• Try it: Go to the line below containing "self.stack.last().map(|frame| frame.scope)" and print exactly from there through the line containing "the depth limit", both included. Print nothing else.

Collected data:
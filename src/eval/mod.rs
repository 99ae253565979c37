//! Evaluation layer: context stack, attribute dispatch and build results
//!
//! This layer drives DSL bodies against the domain model and records every
//! failure as a diagnostic instead of returning it.

pub mod attributes;
pub mod context;
pub mod design;
pub mod diagnostics;
pub mod elements;
pub mod error;
pub mod workspace;

pub use context::{Context, Evaluator, Scope};
pub use design::{build, build_with, BuildOutput, Design};
pub use diagnostics::{Diagnostic, Diagnostics};
pub use error::{EvalError, EvalResult};
pub use workspace::{Body, DslArg, WorkspaceArgs};
//! Evaluation context: the stack of nodes currently being configured.

use std::any::Any;
use std::panic::{self, AssertUnwindSafe};

use generational_arena::Index;
use itertools::Itertools;
use tracing::{instrument, trace};

use crate::config::Settings;
use crate::domain::{DomainError, ModelArena, Node};
use crate::eval::diagnostics::{Diagnostic, Diagnostics};

/// What the next attribute call applies to.
#[derive(Debug, Clone, Copy, PartialEq, Eq)]
pub enum Context {
    /// No active frame: only top-level constructors are legal
    Top,
    Element(Index),
}

/// Why a frame was pushed.
#[derive(Debug, Clone, Copy, PartialEq, Eq)]
pub enum Scope {
    /// Body of an element or workspace constructor
    Element,
    /// Body of a `properties` call, re-entering the same node
    Properties,
}

#[derive(Debug, Clone, Copy)]
struct Frame {
    node: Index,
    scope: Scope,
    aborted: bool,
}

/// Drives nested DSL bodies and owns everything a build touches.
///
/// Builder and attribute functions are methods on the evaluator, so every
/// body receives the context explicitly:
///
/// ```
/// use archdsl::eval::build;
///
/// let output = build(|dsl| {
///     dsl.workspace_named("Shop", |dsl| {
///         dsl.software_system("Checkout", |dsl| {
///             dsl.tag("critical", &[]);
///         });
///     });
/// });
/// assert!(output.diagnostics.is_empty());
/// ```
#[derive(Debug)]
pub struct Evaluator {
    pub(crate) settings: Settings,
    pub(crate) model: ModelArena,
    pub(crate) diagnostics: Diagnostics,
    pub(crate) published: Option<Index>,
    stack: Vec<Frame>,
}

impl Default for Evaluator {
    fn default() -> Self {
        Self::new(Settings::default())
    }
}

impl Evaluator {
    pub fn new(settings: Settings) -> Self {
        Self {
            settings,
            model: ModelArena::new(),
            diagnostics: Diagnostics::new(),
            published: None,
            stack: Vec::new(),
        }
    }

    pub fn settings(&self) -> &Settings {
        &self.settings
    }

    /// Node on top of the stack, or [`Context::Top`] outside any body.
    pub fn current(&self) -> Context {
        match self.stack.last() {
            Some(frame) => Context::Element(frame.node),
            None => Context::Top,
        }
    }

    pub fn current_node(&self) -> Option<&Node> {
        let frame = self.stack.last()?;
        self.model.get_node(frame.node).map(|slot| &slot.node)
    }

    pub(crate) fn current_node_mut(&mut self) -> Option<&mut Node> {
        let frame = self.stack.last()?;
        self.model.get_node_mut(frame.node).map(|slot| &mut slot.node)
    }

    pub fn current_scope(&self) -> Option<Scope> {
        self.stack.last().map(|frame| frame.scope)
    }

    /// Number of frames on the stack.
    pub fn depth(&self) -> usize {
        self.stack.len()
    }

    /// Elements built so far, including the ones still under construction.
    pub fn model(&self) -> &ModelArena {
        &self.model
    }

    pub fn diagnostics(&self) -> &Diagnostics {
        &self.diagnostics
    }

    /// Pushes `node`, runs `body` and pops the frame again.
    ///
    /// Returns `false` when the body aborted, panicked or the depth limit
    /// was reached; non-fatal diagnostics recorded by the body do not
    /// change the result.
    #[instrument(level = "debug", skip(self, body))]
    pub fn execute<F>(&mut self, body: F, node: Index) -> bool
    where
        F: FnOnce(&mut Evaluator),
    {
        self.execute_scoped(Scope::Element, node, body)
    }

    pub(crate) fn execute_scoped<F>(&mut self, scope: Scope, node: Index, body: F) -> bool
    where
        F: FnOnce(&mut Evaluator),
    {
        let limit = self.settings.max_depth;
        if self.stack.len() >= limit {
            self.report(DomainError::DepthExceeded { limit });
            return false;
        }

        self.stack.push(Frame {
            node,
            scope,
            aborted: false,
        });
        let height = self.stack.len();
        trace!(height, ?scope, "frame pushed");

        let outcome = panic::catch_unwind(AssertUnwindSafe(|| body(self)));

        // Nested executes pop their own frames, even when unwinding.
        self.stack.truncate(height);
        let completed = match outcome {
            Ok(()) => self.stack.last().is_some_and(|frame| !frame.aborted),
            Err(payload) => {
                self.report(DomainError::Aborted {
                    reason: format!("body panicked: {}", panic_message(payload.as_ref())),
                });
                false
            }
        };
        self.stack.pop();
        trace!(height, completed, "frame popped");
        completed
    }

    /// Stops the construction of the node on top of the stack.
    ///
    /// The enclosing `execute` returns `false` once the body returns, so the
    /// partially built node is discarded by its constructor.
    pub fn abort(&mut self, reason: impl Into<String>) {
        self.report(DomainError::Aborted {
            reason: reason.into(),
        });
        self.mark_aborted();
    }

    pub(crate) fn mark_aborted(&mut self) {
        if let Some(frame) = self.stack.last_mut() {
            frame.aborted = true;
        }
    }

    /// Records `error` against the current evaluation path.
    pub(crate) fn report(&mut self, error: DomainError) {
        let path = self.context_path();
        self.diagnostics.emit(Diagnostic::new(error, path));
    }

    pub(crate) fn report_incompatible(&mut self, operation: &str) {
        let context = self.context_label();
        self.report(DomainError::incompatible(operation, context));
    }

    /// Label of the current node for error messages.
    pub(crate) fn context_label(&self) -> String {
        match (self.current_node(), self.current_scope()) {
            (Some(node), Some(Scope::Properties)) => format!("properties of {node}"),
            (Some(node), _) => node.to_string(),
            (None, _) => "top level".to_string(),
        }
    }

    /// Renders the stack, e.g. `workspace "W" > software system "S"`.
    pub fn context_path(&self) -> String {
        if self.stack.is_empty() {
            return "top level".to_string();
        }
        self.stack
            .iter()
            .map(|frame| match frame.scope {
                Scope::Properties => "properties".to_string(),
                Scope::Element => self
                    .model
                    .get_node(frame.node)
                    .map(|slot| slot.node.to_string())
                    .unwrap_or_else(|| "<removed>".to_string()),
            })
            .join(" > ")
    }
}

fn panic_message(payload: &(dyn Any + Send)) -> String {
    if let Some(msg) = payload.downcast_ref::<&str>() {
        msg.to_string()
    } else if let Some(msg) = payload.downcast_ref::<String>() {
        msg.clone()
    } else {
        "unknown panic".to_string()
    }
}

#[cfg(test)]
mod tests {
    use super::*;
    use crate::domain::{ErrorKind, WorkspaceData};

    fn with_root() -> (Evaluator, Index) {
        let mut ev = Evaluator::default();
        let root = ev
            .model
            .insert_node(Node::Workspace(WorkspaceData::new("w", "")), None);
        (ev, root)
    }

    #[test]
    fn test_current_is_top_outside_bodies() {
        let ev = Evaluator::default();
        assert_eq!(ev.current(), Context::Top);
        assert!(ev.current_node().is_none());
        assert_eq!(ev.context_path(), "top level");
    }

    #[test]
    fn test_execute_pushes_and_pops() {
        let (mut ev, root) = with_root();
        let mut seen = None;
        let ok = ev.execute(|ev| seen = Some(ev.current()), root);
        assert!(ok);
        assert_eq!(seen, Some(Context::Element(root)));
        assert_eq!(ev.current(), Context::Top);
    }

    #[test]
    fn test_abort_fails_execute_and_pops() {
        let (mut ev, root) = with_root();
        let ok = ev.execute(|ev| ev.abort("stop"), root);
        assert!(!ok);
        assert_eq!(ev.depth(), 0);
        assert_eq!(ev.diagnostics().count(ErrorKind::Aborted), 1);
    }

    #[test]
    fn test_panic_is_caught_and_frame_popped() {
        let (mut ev, root) = with_root();
        let ok = ev.execute(|_| panic!("boom"), root);
        assert!(!ok);
        assert_eq!(ev.current(), Context::Top);
        let diagnostic = ev.diagnostics().iter().next().unwrap();
        assert_eq!(diagnostic.path(), "workspace \"w\"");
        assert!(diagnostic.to_string().contains("body panicked: boom"));
    }

    #[test]
    fn test_depth_limit_skips_body() {
        let (mut ev, root) = with_root();
        ev.settings.max_depth = 1;
        let mut inner_ran = false;
        let ok = ev.execute(
            |ev| {
                inner_ran = !ev.execute(|_| unreachable!(), root);
            },
            root,
        );
        assert!(ok);
        assert!(inner_ran);
        assert_eq!(ev.diagnostics().count(ErrorKind::Aborted), 1);
    }

    #[test]
    fn test_abort_at_top_level_only_reports() {
        let mut ev = Evaluator::default();
        ev.abort("nothing to stop");
        assert_eq!(ev.diagnostics().len(), 1);
        assert_eq!(ev.current(), Context::Top);
    }
}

• Solution for this task:
        self.stack.last().map(|frame| frame.scope)
    }

    /// Number of frames on the stack.
    pub fn depth(&self) -> usize {
        self.stack.len()
    }

    /// Elements built so far, including the ones still under construction.
    pub fn model(&self) -> &ModelArena {
        &self.model
    }

    pub fn diagnostics(&self) -> &Diagnostics {
        &self.diagnostics
    }

    /// Pushes `node`, runs `body` and pops the frame again.
    ///
    /// Returns `false` when the body aborted, panicked or the depth limit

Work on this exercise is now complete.